Un génie avait éclaté et il était donc logique de le voir persévérer dans cette voie. Bien vite, il décide alors de rédiger un nouveau roman intitulé « Tout Doucement ». Le but étant d’évoquer son enfance de façon romanesque. Immédiatement, il a l’idée de faire suivre ce roman d’un second volet intitulé « Chanson Morte ». Au final, il liera ces deux écrits dans un seul et même ouvrage qu’il baptise : « Mort à Crédit » et qui est donc divisé en deux parties respectives.

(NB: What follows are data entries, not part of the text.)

//! Namespace client generation
//!
//! Emits one Go file per SDK namespace holding a `Client` struct with one
//! field per API owning type, plus the constructor that wires them to a shared
//! transport client.

use crate::formatter::{format_best_effort, SourceFormatter};
use crate::templates::{self, NAMESPACE_CLIENT};
use crate::GeneratedFile;
use provider_codegen_common::{CodegenError, IntermediateModel, Result, Settings};
use regex::Regex;
use serde::Serialize;
use std::collections::{BTreeSet, HashSet};
use std::fs;
use std::path::Path;
use std::sync::LazyLock;
use tera::{Context, Tera};
use tracing::info;

/// Owning type that is the transport client itself rather than an API
pub const TRANSPORT_TYPE: &str = "ApiClient";

static NAMESPACE_TOKEN: LazyLock<Regex> =
    LazyLock::new(|| Regex::new(r"/([a-z0-9-]+)-go-client/").expect("namespace pattern is valid"));

/// Namespace token of a module path
///
/// # Examples
/// ```
/// use provider_codegen_generator::namespace_token;
///
/// let token = namespace_token("github.com/nutanix/ntnx-api-golang-clients/monitoring-go-client/v4");
/// assert_eq!(token.unwrap(), "monitoring");
/// ```
pub fn namespace_token(namespace_path: &str) -> Result<String> {
    NAMESPACE_TOKEN
        .captures(namespace_path)
        .map(|caps| caps[1].to_string())
        .ok_or_else(|| {
            CodegenError::Configuration(format!(
                "Cannot derive a namespace from '{}': expected a '<name>-go-client' path segment",
                namespace_path
            ))
        })
}

/// Client struct field name for an owning type
///
/// `WidgetsApi` -> `WidgetAPIInstance`, `VolumeApi` -> `VolumeAPI`,
/// `Volume` -> `VolumeAPI`.
pub fn client_field_name(owning_type: &str) -> String {
    match owning_type.strip_suffix("Api") {
        Some(base) => match base.strip_suffix('s') {
            Some(singular) => format!("{}APIInstance", singular),
            None => format!("{}API", base),
        },
        None => format!("{}API", owning_type),
    }
}

/// One field of the generated `Client` struct
#[derive(Debug, Clone, PartialEq, Eq, Serialize)]
pub struct ClientField {
    pub field_name: String,
    pub api_type: String,
    pub constructor: String,
}

/// Client fields for a set of owning types
///
/// Types are taken in sorted order without duplicates. Only `...Api` types are
/// API clients, so the transport type and models are skipped. A name already taken gets a counter suffix starting at 1.
pub fn client_fields<'a>(owning_types: impl IntoIterator<Item = &'a str>) -> Vec<ClientField> {
    let distinct: BTreeSet<&str> = owning_types
        .into_iter()
        .filter(|t| *t != TRANSPORT_TYPE && t.ends_with("Api"))
        .collect();

    let mut used = HashSet::new();
    distinct
        .into_iter()
        .map(|api_type| {
            let candidate = client_field_name(api_type);
            let mut field_name = candidate.clone();
            let mut counter = 1;
            while used.contains(&field_name) {
                field_name = format!("{}{}", candidate, counter);
                counter += 1;
            }
            used.insert(field_name.clone());
            ClientField {
                field_name,
                api_type: api_type.to_string(),
                constructor: format!("New{}", api_type),
            }
        })
        .collect()
}

/// Rendered namespace client, not yet written
#[derive(Debug, Clone)]
pub struct RenderedClient {
    pub namespace: String,
    pub source: String,
}

/// Generates the namespace client file
pub struct NamespaceClientGenerator<'a> {
    tera: Tera,
    settings: &'a Settings,
}

impl<'a> NamespaceClientGenerator<'a> {
    pub fn new(settings: &'a Settings) -> Result<Self> {
        Ok(Self {
            tera: templates::load_templates()?,
            settings,
        })
    }

    /// Render the client source for a model
    pub fn render(&self, model: &IntermediateModel) -> Result<RenderedClient> {
        let namespace = namespace_token(&model.namespace_path)?;
        let fields = client_fields(
            model
                .operations
                .iter()
                .map(|op| op.method.owning_type.as_str()),
        );
        let client_alias = namespace.split('-').next().unwrap_or(&namespace).to_string();

        let mut context = Context::new();
        context.insert("namespace", &namespace);
        context.insert("api_import_path", &format!("{}/api", model.namespace_path));
        context.insert("client_import_path", &format!("{}/client", model.namespace_path));
        context.insert("client_alias", &client_alias);
        context.insert("provider_module", &self.settings.provider_module);
        context.insert("transport_port", &self.settings.transport_port);
        context.insert("fields", &fields);

        let source = templates::render(&self.tera, NAMESPACE_CLIENT, &context)?;
        Ok(RenderedClient { namespace, source })
    }

    /// Write `<output_dir>/<namespace>/<namespace>.go` and format it
    pub fn generate(
        &self,
        model: &IntermediateModel,
        output_dir: &Path,
        formatter: &dyn SourceFormatter,
    ) -> Result<GeneratedFile> {
        let rendered = self.render(model)?;

        let dir = output_dir.join(&rendered.namespace);
        fs::create_dir_all(&dir).map_err(|e| CodegenError::io(&dir, e))?;
        let path = dir.join(format!("{}.go", rendered.namespace));
        fs::write(&path, &rendered.source).map_err(|e| CodegenError::io(&path, e))?;
        info!("Wrote namespace client to {}", path.display());

        let formatted = format_best_effort(formatter, &path);
        Ok(GeneratedFile { path, formatted })
    }
}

Ce nouvel ouvrage s’inscrit dans la droite lignée du premier. Bien que le personnage ne soit pas identifié comme étant Bardamu, il s’appelle lui aussi Ferdinand (qui est également le nom de Céline). Il est également médecin et exerce dans un petit quartier. Désillusionné, il est écœuré par l’humanité. Pris d’une terrible fièvre qui le fait délirer, il se remémore ses souvenirs d’enfance.
La boutique de ses parents, ses études, ses premiers boulots et ses premiers échecs. La relation avec son père et sa mère et son envoi en pension en Angleterre.
Ainsi se compose la première partie.
La seconde aborde le retour en France, les premières expériences sexuelles, sa relation avec son oncle et surtout son travail chez un éditeur rêveur et pathétique.
L’histoire de Mort à Crédit et donc sur l’enfance et la jeunesse. Pourtant, contrairement à ce qu’inspire ces dernières, tout est ici sombre et sans espoirs.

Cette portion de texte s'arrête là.